Indien führt Exportbeschränkungen für Weizen ein.

Indien führt Exportbeschränkungen für Weizen ein.

(Foto: picture alliance / AA)

Die durch Russlands Angriffskrieg auf die Ukraine ausgelöste weltweite Nahrungsmittelkrise sorgt für große Spannungen - afrikanische Vertreter befürchten eine Hungersnot, Indien schränkt Weizenexporte ein. Eine Lösung ist nicht in Sicht. Doch die Türkei zeigt sich bereit, mit Russland zu verhandeln.

Der russische Angriffskrieg in der Ukraine führt in vielen Ländern bereits zu einer Verteuerung der Lebensmittel. Steigende Energiekosten tragen sicherlich dazu bei - aber auch die Blockade der Weizen- und Getreideexporte aus der Ukraine lässt Engpässe auf dem globalen Lebensmittelmarkt befürchten. Nicht nur die Ausfuhren aus Russland und der Ukraine werden derzeit blockiert, weitere Länder führen auch Exportbeschränkungen für Weizen ein. Vor allem Vertreter aus Afrika befürchten Engpässe, nachdem in diesem Jahr massive Ernteausfälle auf dem Kontinent erwartet werden. Die russische Regierung schiebt die Schuld der Nahrungsmittelkrise auf den Westen und fordert das Ende der Sanktionen gegen Russland. Nun zeigt sich die Türkei bereit, im Ringen um Getreideexporte aus der Ukraine zu vermitteln.

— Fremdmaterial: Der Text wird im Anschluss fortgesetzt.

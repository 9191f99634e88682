//! Render list → Vello drawing commands.
//!
//! Call once per frame with a freshly-cleared `Scene`; the host presents
//! the scene via wgpu.

use crate::display::RenderItem;
use kurbo::{Affine, Ellipse as KurboEllipse, Rect, Stroke as KurboStroke};
use peniko::{Color, Fill};
use sd_core::ShapeKind;
use vello::Scene;

/// Paint every item, bottom of the z-order first.
pub fn paint_scene(scene: &mut Scene, items: &[RenderItem]) {
    log::trace!("painting {} items", items.len());
    for item in items {
        paint_item(scene, item);
    }
}

fn paint_item(scene: &mut Scene, item: &RenderItem) {
    let b = &item.bounds;
    let rect = Rect::new(b.x0, b.y0, b.x1, b.y1);

    match item.kind {
        ShapeKind::Oval => {
            let shape = KurboEllipse::from_rect(rect);
            scene.fill(
                Fill::NonZero,
                Affine::IDENTITY,
                to_peniko(item.fill),
                None,
                &shape,
            );
            if item.thickness > 0.0 {
                scene.stroke(
                    &KurboStroke::new(item.thickness),
                    Affine::IDENTITY,
                    to_peniko(item.outline),
                    None,
                    &shape,
                );
            }
        }
    }
}

fn to_peniko(c: sd_core::Color) -> Color {
    Color::from_rgba8(c.r, c.g, c.b, c.a)
}

#[cfg(test)]
mod tests {
    use super::*;
    use sd_core::{Bounds, ColorResolver, ShapeCollection, ShapeRecord};

    #[test]
    fn paint_scene_accepts_degenerate_shapes() {
        let mut shapes = ShapeCollection::new();
        shapes.create(ShapeRecord::oval(
            Bounds::new(3.0, 3.0, 3.0, 3.0),
            0.0,
            "black",
            "white",
        ));
        shapes.create(ShapeRecord::oval(
            Bounds::new(0.0, 0.0, 40.0, 20.0),
            2.0,
            "red",
            "#0000ff80",
        ));
        let items = crate::display::render_list(&shapes, &ColorResolver::default());
        let mut scene = Scene::new();
        paint_scene(&mut scene, &items);
    }

    #[test]
    fn colors_convert_channel_for_channel() {
        let c = to_peniko(sd_core::Color::rgba(1, 2, 3, 4));
        let rgba = c.to_rgba8();
        assert_eq!((rgba.r, rgba.g, rgba.b, rgba.a), (1, 2, 3, 4));
    }
}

Indien verschärft Exportbeschränkungen

Indien überprüft die Einhaltung der Exportbeschränkung für Weizen nun schärfer. Die Außenhandelsbehörde wies regionale Behörden an, physisch alle Dokumente zum Weizenexport zu überprüfen, wie das Handelsministerium mitteilte. Es solle damit ein Hintertürchen geschlossen und vordatierte Dokumente gefunden werden.

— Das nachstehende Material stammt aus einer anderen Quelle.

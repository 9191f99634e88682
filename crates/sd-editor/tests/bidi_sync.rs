//! Integration tests: bidirectional sync (sd-editor ↔ sd-core ↔ sd-render).
//!
//! Drives the `Synchronizer` the way a host would: text commits from the
//! editor pane, gesture streams from the drawing surface.

use pretty_assertions::assert_eq;
use sd_core::{Bounds, Color, EditorConfig, LineRange, Point, ShapeRecord};
use sd_editor::{GestureEvent, GestureState, Synchronizer};

const SCENE: &str = include_str!("fixtures/scene.sd");

fn scene() -> Synchronizer {
    Synchronizer::from_text(SCENE, &EditorConfig::default())
}

fn drag(sync: &mut Synchronizer, path: &[(f64, f64)]) -> Option<String> {
    let (x, y) = path[0];
    sync.handle_gesture(&GestureEvent::begin(x, y));
    for &(x, y) in &path[1..] {
        sync.handle_gesture(&GestureEvent::moved(x, y));
    }
    sync.handle_gesture(&GestureEvent::End).text
}

// ─── Text → Shapes ──────────────────────────────────────────────────────

#[test]
fn text_commit_builds_shapes_in_file_order() {
    let sync = scene();
    assert_eq!(
        sync.shapes().snapshot(),
        vec![
            ShapeRecord::oval(Bounds::new(0.0, 0.0, 100.0, 100.0), 1.0, "black", "white"),
            ShapeRecord::oval(Bounds::new(50.0, 50.0, 150.0, 150.0), 2.0, "red", "#00ff00"),
            ShapeRecord::oval(
                Bounds::new(300.0, 300.0, 310.0, 310.0),
                1.0,
                "nosuchcolor",
                "blue"
            ),
        ]
    );
    assert_eq!(
        sync.invalid_lines(),
        vec![LineRange {
            line: 1,
            start: 0,
            end: 14
        }]
    );
    assert_eq!(sync.text(), SCENE, "a commit never rewrites the text");
}

#[test]
fn unresolvable_color_renders_as_fallback() {
    let items = scene().render_list();
    assert_eq!(items.len(), 3);
    assert_eq!(items[2].outline, Color::BLACK);
    assert_eq!(items[2].fill, Color::rgb(0, 0, 255));
    assert!(scene().invalid_lines().iter().all(|r| r.line != 4));
}

// ─── Shapes → Text ──────────────────────────────────────────────────────

#[test]
fn drag_moves_topmost_shape_and_appends_raw_lines() {
    let mut sync = scene();
    let text = drag(&mut sync, &[(75.0, 75.0), (80.0, 75.0), (85.0, 75.0)]);
    assert_eq!(
        text.as_deref(),
        Some(
            "oval <0 0 100 100> 1 black white\n\
             oval <60 50 160 150> 2 red #00ff00\n\
             oval <300 300 310 310> 1 nosuchcolor blue\n\
             % a stray note"
        )
    );
    assert_eq!(
        sync.invalid_lines(),
        vec![LineRange {
            line: 3,
            start: 0,
            end: 14
        }]
    );
    assert!(sync.is_converged());
}

#[test]
fn gesture_edits_preserve_identity_and_order() {
    let mut sync = scene();
    let before: Vec<_> = sync.shapes().iter().map(|s| s.id).collect();
    drag(&mut sync, &[(10.0, 10.0), (20.0, 30.0)]);
    let after: Vec<_> = sync.shapes().iter().map(|s| s.id).collect();
    assert_eq!(before, after);
    assert_eq!(
        sync.shapes().get(before[0]).unwrap().record.bounds,
        Bounds::new(10.0, 20.0, 110.0, 120.0)
    );
}

#[test]
fn drawing_up_and_left_normalizes_bounds() {
    let mut sync = scene();
    let text = drag(&mut sync, &[(500.0, 500.0), (450.0, 480.0), (400.0, 450.0)]).unwrap();
    let lines: Vec<&str> = text.lines().collect();
    assert_eq!(lines[3], "oval <400 450 500 500> 1 black white");
    assert_eq!(lines[4], "% a stray note");
}

#[test]
fn raw_lines_survive_gestures_verbatim() {
    let mut sync = Synchronizer::from_text(
        "  weird line  \noval <0 0 10 10> 1 black white\n<<>>",
        &EditorConfig::default(),
    );
    let text = drag(&mut sync, &[(5.0, 5.0), (6.0, 5.0)]).unwrap();
    assert_eq!(text, "oval <1 0 11 10> 1 black white\n  weird line  \n<<>>");
}

#[test]
fn leaving_the_surface_commits_at_last_position() {
    let mut sync = Synchronizer::default();
    sync.handle_gesture(&GestureEvent::begin(0.0, 0.0));
    sync.handle_gesture(&GestureEvent::moved(40.0, 20.0));
    let update = sync.handle_gesture(&GestureEvent::Leave);
    assert_eq!(update.text.as_deref(), Some("oval <0 0 40 20> 1 black white"));
    assert_eq!(sync.state(), GestureState::Idle);
}

// ─── Round-trip ─────────────────────────────────────────────────────────

#[test]
fn emitted_text_is_a_fixed_point() {
    let mut sync = scene();
    let text = drag(&mut sync, &[(305.0, 305.0), (306.0, 307.0)]).unwrap();
    let snapshot = sync.shapes().snapshot();

    let echo = sync.commit_text(&text);
    assert!(!echo.repaint, "echoing our own text must not rebuild shapes");

    let fresh = Synchronizer::from_text(&text, &EditorConfig::default());
    assert_eq!(fresh.shapes().snapshot(), snapshot);
    assert_eq!(fresh.invalid_lines(), sync.invalid_lines());
}

#[test]
fn overlap_resolves_to_most_recent_shape() {
    let mut sync = Synchronizer::from_text(
        "oval <0 0 10 10> 1 black white\noval <0 0 10 10> 1 red red",
        &EditorConfig::default(),
    );
    let ids: Vec<_> = sync.shapes().iter().map(|s| s.id).collect();
    sync.handle_gesture(&GestureEvent::begin(5.0, 5.0));
    assert_eq!(sync.state().shape(), Some(ids[1]));
    sync.handle_gesture(&GestureEvent::End);
}

// ─── Drawing style ──────────────────────────────────────────────────────

#[test]
fn cancelled_color_pick_keeps_previous_color() {
    let mut sync = Synchronizer::default();
    sync.set_outline_color(Some("purple")).unwrap();
    sync.set_outline_color(None).unwrap();
    sync.set_fill_color(None).unwrap();
    let text = drag(&mut sync, &[(1.0, 1.0), (2.0, 2.0)]).unwrap();
    assert_eq!(text, "oval <1 1 2 2> 1 purple white");
}

#[test]
fn text_commit_mid_gesture_wins() {
    let mut sync = scene();
    sync.handle_gesture(&GestureEvent::begin(75.0, 75.0));
    sync.handle_gesture(&GestureEvent::moved(90.0, 90.0));
    sync.commit_text("oval <1 2 3 4> 1 black white");
    assert_eq!(sync.state(), GestureState::Idle);
    let end = sync.handle_gesture(&GestureEvent::End);
    assert_eq!(end.text, None);
    assert_eq!(sync.text(), "oval <1 2 3 4> 1 black white");
    assert!(sync.shapes().hit_test(Point::new(2.0, 3.0)).is_some());
}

Indien ist nach China der zweitgrößte Weizenproduzent der Welt, ein seit Mitte Mai verhängtes Exportverbot führte international zu Verunsicherung. Das Ministerium präzisierte kurz danach, dass es Ausnahmen gebe, etwa vor dem Verbot getroffene Abmachungen mit Kreditbrief oder Sondergenehmigungen der indischen Regierung für den Export in bestimmte Länder, um deren Lebensmittelversorgung sicherzustellen.

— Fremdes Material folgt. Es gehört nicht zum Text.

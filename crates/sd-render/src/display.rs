//! Shape collection → render instruction list.
//!
//! The list is what the host's drawing surface consumes: one item per shape
//! in z-order (bottom first) with colors already resolved. Unresolvable
//! tokens arrive here as the resolver's fallback color.

use sd_core::{Bounds, Color, ColorResolver, ShapeCollection, ShapeId, ShapeKind};
use serde::Serialize;

/// Everything needed to draw one shape.
#[derive(Debug, Clone, PartialEq, Serialize)]
pub struct RenderItem {
    pub id: ShapeId,
    pub kind: ShapeKind,
    /// Always normalized.
    pub bounds: Bounds,
    pub thickness: f64,
    pub outline: Color,
    pub fill: Color,
}

/// Build the render list for the current collection.
#[must_use]
pub fn render_list(shapes: &ShapeCollection, resolver: &ColorResolver) -> Vec<RenderItem> {
    shapes
        .iter()
        .map(|shape| {
            let record = &shape.record;
            RenderItem {
                id: shape.id,
                kind: record.kind,
                bounds: record.bounds.normalized(),
                thickness: record.thickness,
                outline: resolver.resolve(&record.outline),
                fill: resolver.resolve(&record.fill),
            }
        })
        .collect()
}

/// Render list as JSON, for hosts that draw outside Rust.
pub fn render_list_json(items: &[RenderItem]) -> Result<String, serde_json::Error> {
    serde_json::to_string(items)
}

Erst kurz vor dem Verbot hatten indische Regierungsvertreter verkündet, angesichts eines drohenden Weizenmangels auf dem Weltmarkt im Zuge des Ukraine-Kriegs helfen zu wollen und deutlich mehr Weizen zu exportieren.

Afrika befürchtet Engpässe

Die Afrikanische Union (AU) sorgt sich wegen der EU-Sanktionen gegen Russland um die Lebensmittelversorgung der afrikanischen Länder. Der Ausschluss russischer Geldhäuser aus dem internationalen Swift-Zahlungssystem erschwere die Bezahlung wichtiger Agrarprodukte, wodurch die Lebensmittelversorgung gefährdet sei, sagte der AU-Vorsitzende, Senegals Präsident Macky Sall, beim EU-Gipfel.

Sall sprach per Videokonferenz zu den in Brüssel versammelten EU-Staats- und Regierungschefs. Er betonte, dass Russlands Blockade des ukrainischen Hafens Odessa die ukrainischen Lebensmittelexporte stark beeinträchtige. Deshalb unterstütze die AU die Bemühungen der UNO, die Blockade aufzuheben.

Die afrikanischen Länder seien aber auch "sehr besorgt" wegen der europäischen Sanktionen, sagte der senegalesische Präsident. "Wenn das Swift-System gestört ist, bedeutet dies, dass die Zahlung kompliziert, wenn nicht gar unmöglich wird, selbst wenn die Produkte existieren." Der EU-Gipfel hatte sich neben einem weitreichenden Ölembargo gegen Russland auch auf den Swift-Ausschluss weiterer russischer Banken verständigt. Betroffen von der Ausweitung der Sanktionen ist unter anderem die Sberbank, das größte Finanzinstitut Russlands.

Sall warnte zudem vor massiven Ernteausfällen in Afrika. Schätzungen zufolge könne der Getreideertrag in diesem Jahr um 20 bis 50 Prozent zurückgehen, sagte er. In seiner Botschaft kritisierte er ferner gestiegene Preise für Dünger und die Auswirkungen des Ukraine-Kriegs. Sall betonte, dass alles getan werden müsse, um verfügbare Getreidevorräte freizusetzen und deren Transport zu gewährleisten, um das "katastrophale Szenario von Engpässen und allgemeinen Preissteigerungen zu verhindern".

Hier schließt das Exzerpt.